For a retrospective analysis of changes in the priorities of the scientific school founded by Alexander Archakov, we analyzed the frequency of MeSH-terms occurrence for the scientific papers published between 1970 and 2010 (see Figure 2(a), Supporting information, Table 1). A1-A4 fragments reflect a network of MeSH-terms associated with publications of each decade. It is noteworthy that for a quite large time interval—forty years—the key list of the most common MeSH remained almost unchanged: “Microsomes, Liver”, “Cytochrome P450 Enzyme System”, “Oxidation-Reduction”, “NADH, NADPH Oxidoreductases”, and other terms (marked in the figure with ()) characterizing the research in the field of microsomal oxidation and the molecular organization and functioning of cytochrome P450 containing system.
During the first decade under consideration (1970-1980), the specificity of the work performed is related to the study of biological membranes and electron transport, which is specified by the presence of terms such as “Membranes” and “Electron transport” on the A1 fragment. After 1980, “Liposomes,” “Cholesterol,” “Rabbits,” “Phospholipids,” and “Membrane lipids” are found among MeSH-terms that indicates the beginning of work on the mechanisms of damage and effective recovery of biological membranes. In the future, publications in this area will become the basis for the creation of a hepatoprotector Phosphogliv. One of the main components of this medicine, soybean phosphatidylcholine (lecithin), can restore the structure of the liver cells, acting as a “membrane glue” and “gluing”, the defects of damaged biological membranes, regardless of their origin . Today, Phosphogliv is a medication that can be bought from any pharmacy. Therefore, the description of these publications is only present in a retrospective part of the semantic map.

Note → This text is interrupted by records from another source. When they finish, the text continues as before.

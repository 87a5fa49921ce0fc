//! Legacy syslog aggregator transport.
//!
//! # Responsibilities
//! - Frame records as RFC 5424 lines (facility `user`)
//! - UDP: one datagram per record from an ephemeral socket of the target's
//!   address family
//! - TCP: one long-lived connection, newline-delimited, opened lazily
//!
//! # Design Decisions
//! - A send abandoned by its deadline leaves the stream in an unknown state;
//!   `reset` drops it and the next send reconnects
//! - A reset requested while a send holds the stream is deferred to the next
//!   send, which reconnects before writing

use std::net::SocketAddr;
use std::sync::atomic::{AtomicBool, Ordering};

use chrono::SecondsFormat;
use futures_util::future::BoxFuture;
use futures_util::FutureExt;
use tokio::io::AsyncWriteExt;
use tokio::net::{lookup_host, TcpStream, UdpSocket};
use tokio::sync::Mutex;

use crate::config::schema::SyslogProtocol;
use crate::error::SinkError;
use crate::sinks::{Payload, Transport};

const FACILITY_USER: u8 = 1;

pub struct SyslogTransport {
    host: String,
    port: u16,
    hostname: String,
    protocol: SyslogProtocol,
    stream: Mutex<Option<TcpStream>>,
    stale: AtomicBool,
}

/// `<PRI>1 TIMESTAMP HOSTNAME - - - - MSG`
pub fn frame(payload: &Payload, hostname: &str) -> String {
    let pri = FACILITY_USER * 8 + payload.severity.syslog_code();
    format!(
        "<{pri}>1 {} {hostname} - - - - {}",
        payload.resolved_at.to_rfc3339_opts(SecondsFormat::Millis, false),
        payload.as_text()
    )
}

impl SyslogTransport {
    pub fn new(host: &str, port: u16, hostname: &str, protocol: SyslogProtocol) -> Result<Self, SinkError> {
        // IPv6 literals may come bracketed, as in URLs.
        let host = host.trim().trim_start_matches('[').trim_end_matches(']');
        if host.is_empty() {
            return Err(SinkError::InvalidUrl {
                url: host.to_string(),
                reason: "syslog host is empty".into(),
            });
        }
        Ok(Self {
            host: host.to_string(),
            port,
            hostname: hostname.to_string(),
            protocol,
            stream: Mutex::new(None),
            stale: AtomicBool::new(false),
        })
    }

    async fn resolve(&self) -> Result<SocketAddr, SinkError> {
        lookup_host((self.host.as_str(), self.port))
            .await?
            .next()
            .ok_or_else(|| SinkError::Other(format!("syslog host '{}' did not resolve", self.host)))
    }

    async fn send_udp(&self, line: &str) -> Result<(), SinkError> {
        let target = self.resolve().await?;
        let local = if target.is_ipv6() { "[::]:0" } else { "0.0.0.0:0" };
        let socket = UdpSocket::bind(local).await?;
        socket.send_to(line.as_bytes(), target).await?;
        Ok(())
    }

    async fn send_tcp(&self, line: &str) -> Result<(), SinkError> {
        let mut guard = self.stream.lock().await;
        if self.stale.swap(false, Ordering::SeqCst) && guard.take().is_some() {
            tracing::debug!(host = %self.host, port = self.port, "dropping stale syslog connection");
        }
        if guard.is_none() {
            tracing::debug!(host = %self.host, port = self.port, "opening syslog connection");
            *guard = Some(TcpStream::connect((self.host.as_str(), self.port)).await?);
        }
        let Some(stream) = guard.as_mut() else {
            return Err(SinkError::Other("syslog connection unavailable".into()));
        };

        let mut framed = line.to_string();
        framed.push('\n');
        if let Err(e) = stream.write_all(framed.as_bytes()).await {
            *guard = None;
            return Err(e.into());
        }
        Ok(())
    }

    async fn send(&self, payload: Payload) -> Result<(), SinkError> {
        let line = frame(&payload, &self.hostname);
        match self.protocol {
            SyslogProtocol::Udp => self.send_udp(&line).await,
            SyslogProtocol::Tcp => self.send_tcp(&line).await,
        }
    }
}

impl Transport for SyslogTransport {
    fn log(&self, payload: Payload) -> BoxFuture<'_, Result<(), SinkError>> {
        self.send(payload).boxed()
    }

    fn reset(&self) {
        match self.stream.try_lock() {
            Ok(mut guard) => {
                if guard.take().is_some() {
                    tracing::debug!(host = %self.host, port = self.port, "syslog connection reset");
                }
            }
            Err(_) => {
                self.stale.store(true, Ordering::SeqCst);
                tracing::debug!(host = %self.host, port = self.port, "syslog connection busy; reset deferred");
            }
        }
    }
}
//! Host-provided, request-scoped logger.
//!
//! # Responsibilities
//! - Hold the four per-level writers a serverless host exposes
//! - Reject incomplete writer sets as a whole
//! - Route the six severities onto the four host buckets
//!
//! When a host context is active it replaces the local writer for that call.

use std::fmt;

use crate::severity::{HostBucket, Severity};
use crate::sinks::local::LineWriter;

/// Writers as supplied by the host; any may be missing.
#[derive(Clone, Default)]
pub struct PerLevelLoggers {
    pub error: Option<LineWriter>,
    pub warn: Option<LineWriter>,
    pub info: Option<LineWriter>,
    pub verbose: Option<LineWriter>,
}

impl PerLevelLoggers {
    pub fn new() -> Self {
        Self::default()
    }

    pub fn error<F: Fn(&str) + Send + Sync + 'static>(mut self, f: F) -> Self {
        self.error = Some(LineWriter::new(f));
        self
    }

    pub fn warn<F: Fn(&str) + Send + Sync + 'static>(mut self, f: F) -> Self {
        self.warn = Some(LineWriter::new(f));
        self
    }

    pub fn info<F: Fn(&str) + Send + Sync + 'static>(mut self, f: F) -> Self {
        self.info = Some(LineWriter::new(f));
        self
    }

    pub fn verbose<F: Fn(&str) + Send + Sync + 'static>(mut self, f: F) -> Self {
        self.verbose = Some(LineWriter::new(f));
        self
    }

    /// All four writers, or nothing.
    pub fn complete(&self) -> Option<HostLoggers> {
        Some(HostLoggers {
            error: self.error.clone()?,
            warn: self.warn.clone()?,
            info: self.info.clone()?,
            verbose: self.verbose.clone()?,
        })
    }
}

impl fmt::Debug for PerLevelLoggers {
    fn fmt(&self, f: &mut fmt::Formatter<'_>) -> fmt::Result {
        f.debug_struct("PerLevelLoggers")
            .field("error", &self.error.is_some())
            .field("warn", &self.warn.is_some())
            .field("info", &self.info.is_some())
            .field("verbose", &self.verbose.is_some())
            .finish()
    }
}

/// A complete set of host writers.
#[derive(Debug, Clone)]
pub struct HostLoggers {
    error: LineWriter,
    warn: LineWriter,
    info: LineWriter,
    verbose: LineWriter,
}

impl HostLoggers {
    pub fn writer_for(&self, severity: Severity) -> &LineWriter {
        match severity.host_bucket() {
            HostBucket::Error => &self.error,
            HostBucket::Warn => &self.warn,
            HostBucket::Info => &self.info,
            HostBucket::Verbose => &self.verbose,
        }
    }

    pub fn emit(&self, severity: Severity, text: &str) -> bool {
        self.writer_for(severity).write(text)
    }
}

/// Host context in effect for a call.
#[derive(Debug, Clone, Default)]
pub struct HostContext {
    pub invocation_id: Option<String>,
    pub loggers: Option<HostLoggers>,
    pub exclude_invocation_id: bool,
}

impl HostContext {
    /// Build a per-call context. Incomplete writer sets are dropped, leaving
    /// only the invocation id.
    pub fn new(invocation_id: Option<String>, loggers: &PerLevelLoggers) -> Self {
        let loggers = loggers.complete();
        if loggers.is_none() {
            tracing::debug!("host context rejected: error, warn, info and verbose writers are all required");
        }
        Self {
            invocation_id,
            loggers,
            exclude_invocation_id: false,
        }
    }

    pub fn exclude_invocation_id(mut self, exclude: bool) -> Self {
        self.exclude_invocation_id = exclude;
        self
    }

    /// Invocation id to put ahead of the prefix, if any.
    pub fn leading_id(&self) -> Option<&str> {
        if self.exclude_invocation_id {
            None
        } else {
            self.invocation_id.as_deref()
        }
    }
}
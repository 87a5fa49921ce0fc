//! Resilience subsystem.
//!
//! # Data Flow
//! ```text
//! Sink send:
//!     → timeouts.rs (optional per-sink deadline)
//!     → on expiry: Sink::reset, local warning
//! ```
//!
//! # Design Decisions
//! - Remote delivery is best effort: no retries, no buffering
//! - A failing sink never affects the other sinks of the same call

pub mod timeouts;
//! Observability of the logger itself.
//!
//! # Data Flow
//! ```text
//! configure / dispatch / sinks produce:
//!     → tracing events (sink skipped, sink failed, reload)
//!     → metrics.rs (records, sends, latency)
//!
//! logging.rs installs a subscriber for binaries that want to see them.
//! ```
//!
//! # Design Decisions
//! - Diagnostics never go through the logger's own sinks (no feedback loop)
//! - Metrics are cheap facade calls; no exporter is bundled

pub mod logging;
pub mod metrics;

The last decade of the previous century (since 1991) signaled the beginning of active bioinformatics research on the structure and function of proteins of the cytochromes P450 superfamily. This period is specified by the presence of decade-specific MeSH-terms such as “Amino Acid Sequence,” “Molecular Sequence Data,” “Molecular Models,” “Binding sites,” “Computer Simulation,” and “Protein Conformation” (see the A3 fragment of Figure 2). The beginning of the 21st century (2000-2010) is associated with the development of postgenomic experimental methods, as can be seen from the MeSH most commonly found in this period, “Proteomics,” “Mass-Spectrometry,” and “Electrophoresis Gel Two-dimensional.” Also, for the first time, there are publications associated with the terms “Microscopy, Atomic Force” and “Electrochemistry” (A4 fragment, Figure 2), which indicate a new period of research.
After 2010, more than 40 articles led by Alexander Archakov were published, the main MeSH-terms of which are presented in Figure 2(b). As part of the analyzed fragment of the cognitive map, we can identify five clusters that characterize the main areas of research carried out by the team of the Institute of Biomedical Chemistry headed by Professor Alexander Archakov since 1989.
Thus, the first cluster (B1) reflects studies in the field of bioinformatics, the development of information systems for storage of proteomic data (“Databases Protein”), algorithms for sequence analysis (“Sequence Analysis Protein”) and molecular modeling (“Models molecular”), and research in the field of text-mining analysis (“PubMed”, “Information Storage and Retrieval”). The second fragment (B2) reveals the scientific interests of biochemical laboratories, the continuation of research in the field of cytochrome P450-containing and enzymatic systems. A group of MeSH-terms describing bioelectrochemistry studies stands out (see MeSH “Electrochemistry,” “Electrodes,” and “Electrochemical Techniques”). Members of the team headed by Professor Victoria Shumyantseva, working in this field, are the leaders recognized by the world community [23–25].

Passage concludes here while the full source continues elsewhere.